-------- Information given

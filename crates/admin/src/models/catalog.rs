//! Catalog domain types as the admin panel sees them.
//!
//! The admin edits the same `shop` tables the storefront reads, but cares
//! about different things: inactive products stay visible here, and tracked
//! inventory gets a low-stock warning.

use chrono::{DateTime, Utc};

use wildbloom_core::{Money, ProductId, Slug, VariantId};

/// Tracked products at or below this count get flagged on the list page
/// and counted on the dashboard.
pub const LOW_STOCK_THRESHOLD: i32 = 5;

/// A product as managed from the admin panel.
#[derive(Debug, Clone)]
pub struct Product {
    /// Unique product ID.
    pub id: ProductId,
    /// URL slug, unique across the catalog.
    pub slug: Slug,
    /// Display name.
    pub name: String,
    /// Long-form description.
    pub description: String,
    /// Base price; variants may override it.
    pub price: Money,
    /// Units on hand at the product level.
    pub inventory_quantity: i32,
    /// Whether storefront operations enforce quantity checks.
    pub track_inventory: bool,
    /// Inactive products are hidden from the storefront but stay listed here.
    pub active: bool,
    /// Featured products appear on the storefront home page.
    pub featured: bool,
    /// When the product was created.
    pub created_at: DateTime<Utc>,
    /// When the product was last updated.
    pub updated_at: DateTime<Utc>,
}

/// A variant of a product, e.g. a size or scent.
#[derive(Debug, Clone)]
pub struct ProductVariant {
    /// Unique variant ID.
    pub id: VariantId,
    /// Parent product.
    pub product_id: ProductId,
    /// Variant display name, e.g. "100ml".
    pub name: String,
    /// Stock-keeping unit, unique when present.
    pub sku: Option<String>,
    /// Price override; `None` falls back to the product price.
    pub price: Option<Money>,
    /// Inventory override; `None` falls back to the product count.
    pub inventory_quantity: Option<i32>,
    /// Sort position within the product.
    pub position: i32,
    /// When the variant was created.
    pub created_at: DateTime<Utc>,
}

impl Product {
    /// Whether the product should carry a low-stock warning.
    ///
    /// Only meaningful for tracked inventory; untracked products never
    /// run out.
    #[must_use]
    pub const fn is_low_stock(&self) -> bool {
        self.track_inventory && self.inventory_quantity <= LOW_STOCK_THRESHOLD
    }
}

impl ProductVariant {
    /// Whether this variant's own inventory count, if it has one, is at or
    /// below the warning threshold.
    #[must_use]
    pub fn is_low_stock(&self) -> bool {
        self.inventory_quantity
            .is_some_and(|quantity| quantity <= LOW_STOCK_THRESHOLD)
    }
}

#[cfg(test)]
#[allow(clippy::unwrap_used)]
mod tests {
    use super::*;

    fn product(track: bool, quantity: i32) -> Product {
        Product {
            id: ProductId::new(1),
            slug: Slug::parse("rosemary-bar-soap").unwrap(),
            name: "Rosemary Bar Soap".to_string(),
            description: String::new(),
            price: Money::from_cents(900),
            inventory_quantity: quantity,
            track_inventory: track,
            active: true,
            featured: false,
            created_at: Utc::now(),
            updated_at: Utc::now(),
        }
    }

    #[test]
    fn test_low_stock_only_when_tracked() {
        assert!(product(true, 5).is_low_stock());
        assert!(product(true, 0).is_low_stock());
        assert!(!product(true, 6).is_low_stock());
        assert!(!product(false, 0).is_low_stock());
    }

    #[test]
    fn test_variant_low_stock_needs_own_count() {
        let mut variant = ProductVariant {
            id: VariantId::new(3),
            product_id: ProductId::new(1),
            name: "Twin pack".to_string(),
            sku: None,
            price: None,
            inventory_quantity: None,
            position: 0,
            created_at: Utc::now(),
        };

        assert!(!variant.is_low_stock());
        variant.inventory_quantity = Some(2);
        assert!(variant.is_low_stock());
        variant.inventory_quantity = Some(40);
        assert!(!variant.is_low_stock());
    }
}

----------------

§ **Try it**
Write out all the records above again, exactly as they stand.

§ **Solution**
filename crates/admin/src/models/catalog.rs
//! Catalog domain types as the admin panel sees them.
//!
//! The admin edits the same `shop` tables the storefront reads, but cares
//! about different things: inactive products stay visible here, and tracked
//! inventory gets a low-stock warning.

use chrono::{DateTime, Utc};

use wildbloom_core::{Money, ProductId, Slug, VariantId};

/// Tracked products at or below this count get flagged on the list page
/// and counted on the dashboard.
pub const LOW_STOCK_THRESHOLD: i32 = 5;

/// A product as managed from the admin panel.
#[derive(Debug, Clone)]
pub struct Product {
    /// Unique product ID.
    pub id: ProductId,
    /// URL slug, unique across the catalog.
    pub slug: Slug,
    /// Display name.
    pub name: String,
    /// Long-form description.
    pub description: String,
    /// Base price; variants may override it.
    pub price: Money,
    /// Units on hand at the product level.
    pub inventory_quantity: i32,
    /// Whether storefront operations enforce quantity checks.
    pub track_inventory: bool,
    /// Inactive products are hidden from the storefront but stay listed here.
    pub active: bool,
    /// Featured products appear on the storefront home page.
    pub featured: bool,
    /// When the product was created.
    pub created_at: DateTime<Utc>,
    /// When the product was last updated.
    pub updated_at: DateTime<Utc>,
}

/// A variant of a product, e.g. a size or scent.
#[derive(Debug, Clone)]
pub struct ProductVariant {
    /// Unique variant ID.
    pub id: VariantId,
    /// Parent product.
    pub product_id: ProductId,
    /// Variant display name, e.g. "100ml".
    pub name: String,
    /// Stock-keeping unit, unique when present.
    pub sku: Option<String>,
    /// Price override; `None` falls back to the product price.
    pub price: Option<Money>,
    /// Inventory override; `None` falls back to the product count.
    pub inventory_quantity: Option<i32>,
    /// Sort position within the product.
    pub position: i32,
    /// When the variant was created.
    pub created_at: DateTime<Utc>,
}

impl Product {
    /// Whether the product should carry a low-stock warning.
    ///
    /// Only meaningful for tracked inventory; untracked products never
    /// run out.
    #[must_use]
    pub const fn is_low_stock(&self) -> bool {
        self.track_inventory && self.inventory_quantity <= LOW_STOCK_THRESHOLD
    }
}

impl ProductVariant {
    /// Whether this variant's own inventory count, if it has one, is at or
    /// below the warning threshold.
    #[must_use]
    pub fn is_low_stock(&self) -> bool {
        self.inventory_quantity
            .is_some_and(|quantity| quantity <= LOW_STOCK_THRESHOLD)
    }
}

#[cfg(test)]
#[allow(clippy::unwrap_used)]
mod tests {
    use super::*;

    fn product(track: bool, quantity: i32) -> Product {
        Product {
            id: ProductId::new(1),
            slug: Slug::parse("rosemary-bar-soap").unwrap(),
            name: "Rosemary Bar Soap".to_string(),
            description: String::new(),
            price: Money::from_cents(900),
            inventory_quantity: quantity,
            track_inventory: track,
            active: true,
            featured: false,
            created_at: Utc::now(),
            updated_at: Utc::now(),
        }
    }

    #[test]
    fn test_low_stock_only_when_tracked() {
        assert!(product(true, 5).is_low_stock());
        assert!(product(true, 0).is_low_stock());
        assert!(!product(true, 6).is_low_stock());
        assert!(!product(false, 0).is_low_stock());
    }

    #[test]
    fn test_variant_low_stock_needs_own_count() {
        let mut variant = ProductVariant {
            id: VariantId::new(3),
            product_id: ProductId::new(1),
            name: "Twin pack".to_string(),
            sku: None,
            price: None,
            inventory_quantity: None,
            position: 0,
            created_at: Utc::now(),
        };

        assert!(!variant.is_low_stock());
        variant.inventory_quantity = Some(2);
        assert!(variant.is_low_stock());
        variant.inventory_quantity = Some(40);
        assert!(!variant.is_low_stock());
    }
}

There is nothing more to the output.